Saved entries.
- - -

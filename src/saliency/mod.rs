//! Saliency estimation module
//!
//! Two independent estimators produce a common [`SaliencyMap`]:
//! - [`FrequencyTunedSaliency`]: distance of each blurred Lab pixel from the mean color
//! - [`GraphBasedSaliency`]: Markov-chain equilibrium over a coarse feature graph
//!
//! [`fusion`] combines any two maps without knowing which estimator made them.

pub mod filter;
pub mod frequency_tuned;
pub mod fusion;
pub mod graph_based;
pub mod markov;

pub use frequency_tuned::FrequencyTunedSaliency;
pub use fusion::{fuse, FusionMode};
pub use graph_based::GraphBasedSaliency;

use serde::{Deserialize, Serialize};

use crate::image::{Image, LabImage};
use crate::{AnalysisError, Result};

/// Relative spread below which a map is treated as constant
const FLAT_MAP_EPSILON: f32 = 1e-5;

/// A saliency estimator over one image
///
/// Implementations must be pure: the same inputs always yield the same map.
pub trait SaliencyEstimator: Send + Sync {
    /// Short identifier used in logs
    fn name(&self) -> &'static str;

    /// Estimate a saliency map with the image's dimensions
    fn estimate(&self, image: &Image, lab: &LabImage) -> Result<SaliencyMap>;
}

/// Per-pixel saliency scores, row-major
#[derive(Debug, Clone, PartialEq)]
pub struct SaliencyMap {
    width: usize,
    height: usize,
    values: Vec<f32>,
    approximate: bool,
}

impl SaliencyMap {
    /// Build a map from raw scores
    ///
    /// # Errors
    ///
    /// Returns `AnalysisError::InvalidInput` on zero dimensions or a length
    /// mismatch, and `AnalysisError::ProcessingError` if a score is not finite.
    pub fn new(width: usize, height: usize, values: Vec<f32>) -> Result<Self> {
        if width == 0 || height == 0 || values.len() != width * height {
            return Err(AnalysisError::invalid_input(format!(
                "saliency map of {} values does not fit {}x{}",
                values.len(),
                width,
                height
            )));
        }
        if let Some(bad) = values.iter().find(|v| !v.is_finite()) {
            return Err(AnalysisError::ProcessingError {
                message: format!("saliency score {} is not finite", bad),
            });
        }
        Ok(Self {
            width,
            height,
            values,
            approximate: false,
        })
    }

    /// All-zero map
    pub fn zeros(width: usize, height: usize) -> Self {
        Self {
            width,
            height,
            values: vec![0.0; width * height],
            approximate: false,
        }
    }

    /// Mark the map as produced from a non-converged iterate
    pub fn with_approximate(mut self, approximate: bool) -> Self {
        self.approximate = approximate;
        self
    }

    pub fn width(&self) -> usize {
        self.width
    }

    pub fn height(&self) -> usize {
        self.height
    }

    pub fn values(&self) -> &[f32] {
        &self.values
    }

    pub fn len(&self) -> usize {
        self.values.len()
    }

    pub fn is_empty(&self) -> bool {
        self.values.is_empty()
    }

    /// Score at column `x`, row `y`
    pub fn get(&self, x: usize, y: usize) -> f32 {
        self.values[y * self.width + x]
    }

    /// True when an iterative solve behind this map did not converge
    pub fn is_approximate(&self) -> bool {
        self.approximate
    }

    pub fn same_dimensions(&self, other: &SaliencyMap) -> bool {
        self.width == other.width && self.height == other.height
    }

    fn max(&self) -> f32 {
        self.values.iter().copied().fold(f32::MIN, f32::max)
    }

    fn min(&self) -> f32 {
        self.values.iter().copied().fold(f32::MAX, f32::min)
    }

    fn map_values(&self, f: impl Fn(f32) -> f32) -> Self {
        Self {
            width: self.width,
            height: self.height,
            values: self.values.iter().map(|&v| f(v).clamp(0.0, 1.0)).collect(),
            approximate: self.approximate,
        }
    }

    /// Rescale so the minimum maps to 0 and the maximum to 1
    ///
    /// A constant map carries no saliency information and becomes all zeros.
    pub fn normalized(&self) -> Self {
        let (min, max) = (self.min(), self.max());
        let range = max - min;
        if range <= FLAT_MAP_EPSILON * max.abs().max(1.0) {
            return Self::zeros(self.width, self.height).with_approximate(self.approximate);
        }
        self.map_values(|v| (v - min) / range)
    }

    /// Divide by the maximum, clipping into `[0, 1]`
    pub fn normalized_by_max(&self) -> Self {
        let max = self.max();
        if max <= f32::EPSILON {
            return Self::zeros(self.width, self.height).with_approximate(self.approximate);
        }
        self.map_values(|v| v / max)
    }

    /// Divide by the given percentile, clipping into `[0, 1]`
    ///
    /// Pixels above the percentile saturate at 1, which keeps a handful of
    /// extreme pixels from compressing the rest of the map. Falls back to
    /// [`Self::normalized_by_max`] when the percentile value is zero.
    pub fn normalized_by_percentile(&self, percentile: f32) -> Self {
        let reference = percentile_of(&self.values, percentile);
        if reference <= f32::EPSILON {
            return self.normalized_by_max();
        }
        self.map_values(|v| v / reference)
    }

    /// Descriptive statistics of the scores
    pub fn stats(&self) -> SaliencyStats {
        let n = self.values.len() as f64;
        let mean = self.values.iter().map(|&v| f64::from(v)).sum::<f64>() / n;
        let var = self
            .values
            .iter()
            .map(|&v| {
                let d = f64::from(v) - mean;
                d * d
            })
            .sum::<f64>()
            / n;

        SaliencyStats {
            min: self.min(),
            max: self.max(),
            mean: mean as f32,
            std: var.sqrt() as f32,
            percentile_10: percentile_of(&self.values, 10.0),
            percentile_90: percentile_of(&self.values, 90.0),
        }
    }
}

/// Summary of a saliency map's distribution
#[derive(Debug, Clone, Copy, PartialEq, Serialize, Deserialize)]
pub struct SaliencyStats {
    pub min: f32,
    pub max: f32,
    pub mean: f32,
    pub std: f32,
    pub percentile_10: f32,
    pub percentile_90: f32,
}

/// Nearest-rank percentile (0-100) of a non-empty slice
fn percentile_of(values: &[f32], percentile: f32) -> f32 {
    if values.is_empty() {
        return 0.0;
    }
    let mut sorted = values.to_vec();
    sorted.sort_by(f32::total_cmp);
    let rank = (percentile.clamp(0.0, 100.0) / 100.0) * (sorted.len() - 1) as f32;
    sorted[rank.round() as usize]
}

- - -

Task instructions. Identify every line above with the string "image" in it. Copy those lines.

Response to this exercise.
use crate::image::{Image, LabImage};
/// A saliency estimator over one image
    /// Estimate a saliency map with the image's dimensions
    fn estimate(&self, image: &Image, lab: &LabImage) -> Result<SaliencyMap>;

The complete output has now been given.